The Legion of Extraordinary Dancers (LXD)

Quick Clicks: ‘The LXD’ Oscars Dance, Felicia Day See ‘Red’, DigiVenture’s Women in Digital

The Legion of Extraordinary Dancers lit up the Oscars stage last night (above) on ABC with a medley of all of the Best Original Music nominees. Talk about a killer (and free) promo for their upcoming web series The LXD from director Jon M Chu. Check out Madd Chadd’s legendary robot skills in the UP section of the routine. [YouTube]

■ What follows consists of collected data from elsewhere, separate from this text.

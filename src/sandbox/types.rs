//! Wire types shared by sandbox providers.

use chrono::{DateTime, Utc};
use serde::{Deserialize, Deserializer, Serialize};
use std::collections::BTreeMap;

/// Lifecycle state reported by the provider.
#[derive(Debug, Clone, Copy, Default, PartialEq, Eq, Serialize, Deserialize)]
#[serde(rename_all = "lowercase")]
pub enum SandboxState {
    /// Running and reachable.
    #[serde(alias = "started")]
    Active,
    /// Stopped; needs a start request before use.
    Stopped,
    /// Archived to cold storage; needs a start request before use.
    Archived,
    /// Any state this crate does not act on (creating, starting, error...).
    #[default]
    #[serde(other)]
    Unknown,
}

impl SandboxState {
    /// True for states that must be started before the sandbox is usable.
    pub fn needs_start(self) -> bool {
        matches!(self, Self::Stopped | Self::Archived)
    }
}

impl std::fmt::Display for SandboxState {
    fn fmt(&self, f: &mut std::fmt::Formatter<'_>) -> std::fmt::Result {
        match self {
            Self::Active => write!(f, "active"),
            Self::Stopped => write!(f, "stopped"),
            Self::Archived => write!(f, "archived"),
            Self::Unknown => write!(f, "unknown"),
        }
    }
}

fn state_or_unknown<'de, D>(deserializer: D) -> Result<SandboxState, D::Error>
where
    D: Deserializer<'de>,
{
    Option::<SandboxState>::deserialize(deserializer).map(Option::unwrap_or_default)
}

/// Opaque reference to a remote sandbox.
#[derive(Debug, Clone, PartialEq, Serialize, Deserialize)]
#[serde(rename_all = "camelCase")]
pub struct SandboxHandle {
    /// Provider-assigned sandbox id.
    pub id: String,
    /// Lifecycle state at the time the handle was fetched.
    #[serde(default, deserialize_with = "state_or_unknown")]
    pub state: SandboxState,
    /// Labels attached at creation.
    #[serde(default)]
    pub labels: BTreeMap<String, String>,
    /// Provider region/target.
    #[serde(default)]
    pub target: Option<String>,
    /// Creation time, when reported.
    #[serde(default)]
    pub created_at: Option<DateTime<Utc>>,
}

impl SandboxHandle {
    /// Creates a handle with the given id and state and no metadata.
    pub fn new(id: impl Into<String>, state: SandboxState) -> Self {
        Self {
            id: id.into(),
            state,
            labels: BTreeMap::new(),
            target: None,
            created_at: None,
        }
    }
}

/// CPU, memory (GiB) and disk (GiB) requested for a sandbox.
#[derive(Debug, Clone, Copy, PartialEq, Eq, Serialize, Deserialize)]
#[serde(default)]
pub struct SandboxResources {
    /// vCPU count.
    pub cpu: u32,
    /// Memory in GiB.
    pub memory: u32,
    /// Disk in GiB.
    pub disk: u32,
}

impl Default for SandboxResources {
    fn default() -> Self {
        Self {
            cpu: 2,
            memory: 4,
            disk: 5,
        }
    }
}

/// Request body for creating a sandbox.
#[derive(Debug, Clone, PartialEq, Serialize)]
#[serde(rename_all = "camelCase")]
pub struct CreateSandboxParams {
    /// Container image.
    pub image: String,
    /// Whether preview links are reachable without a token.
    pub public: bool,
    /// Labels, omitted entirely when there are none.
    #[serde(skip_serializing_if = "Option::is_none")]
    pub labels: Option<BTreeMap<String, String>>,
    /// Environment variables.
    pub env: BTreeMap<String, String>,
    /// Ports to expose.
    pub ports: Vec<u16>,
    /// Resource request.
    #[serde(flatten)]
    pub resources: SandboxResources,
    /// Provider region/target.
    #[serde(skip_serializing_if = "Option::is_none")]
    pub target: Option<String>,
}

/// Command to run inside a named session.
#[derive(Debug, Clone, PartialEq, Eq, Serialize)]
pub struct SessionExecuteRequest {
    /// Shell command line.
    pub command: String,
    /// Return immediately instead of waiting for the command to finish.
    #[serde(rename = "async")]
    pub run_async: bool,
}

/// Provider acknowledgement of a session command.
#[derive(Debug, Clone, Default, PartialEq, Eq, Deserialize)]
#[serde(rename_all = "camelCase")]
pub struct SessionCommand {
    /// Command id, for later log retrieval.
    #[serde(default)]
    pub cmd_id: Option<String>,
    /// Exit code, only present for synchronous commands.
    #[serde(default)]
    pub exit_code: Option<i32>,
    /// Captured output, only present for synchronous commands.
    #[serde(default)]
    pub output: Option<String>,
}

/// Public URL proxying a sandbox port.
#[derive(Debug, Clone, Default, PartialEq, Eq, Deserialize)]
pub struct PreviewLink {
    /// Browser-reachable URL.
    pub url: String,
    /// Access token for non-public sandboxes.
    #[serde(default)]
    pub token: Option<String>,
}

The Guild’s creator-star Felicia Day is going to star in a SyFy Channel Saturday Original Movie where she will portray “a werewolf-hunting descendant of Little Red Riding Hood.” “In the action-packed Red, Red (Day) brings her fiancé home, where he meets the family and learns about their business – hunting werewolves.” The movie, set to debut in 2011 on SyFy also stars Kavan Smith (Stargate Atlantis) and Stephen McHattie (Watchmen). [Bloody Disgusting]

DigiVenture is hosting a Women in Digital event tonight in Los Angeles hosted by Joanne Griffith that will feature a panel representing audio, visual and print media professionals, including: Carmen Dixon, former ABC producer and creator of the blog Allaboutrace.com, Zadi Diaz, founder of the web TV series, Epic Fu, and Shani Byard-Ngunjiri, founder of Media Message Ed. The free event will be held at Otis College of Art and Design on Monday March 8th from 7-9pm and parking is free. [DigiVenture.org]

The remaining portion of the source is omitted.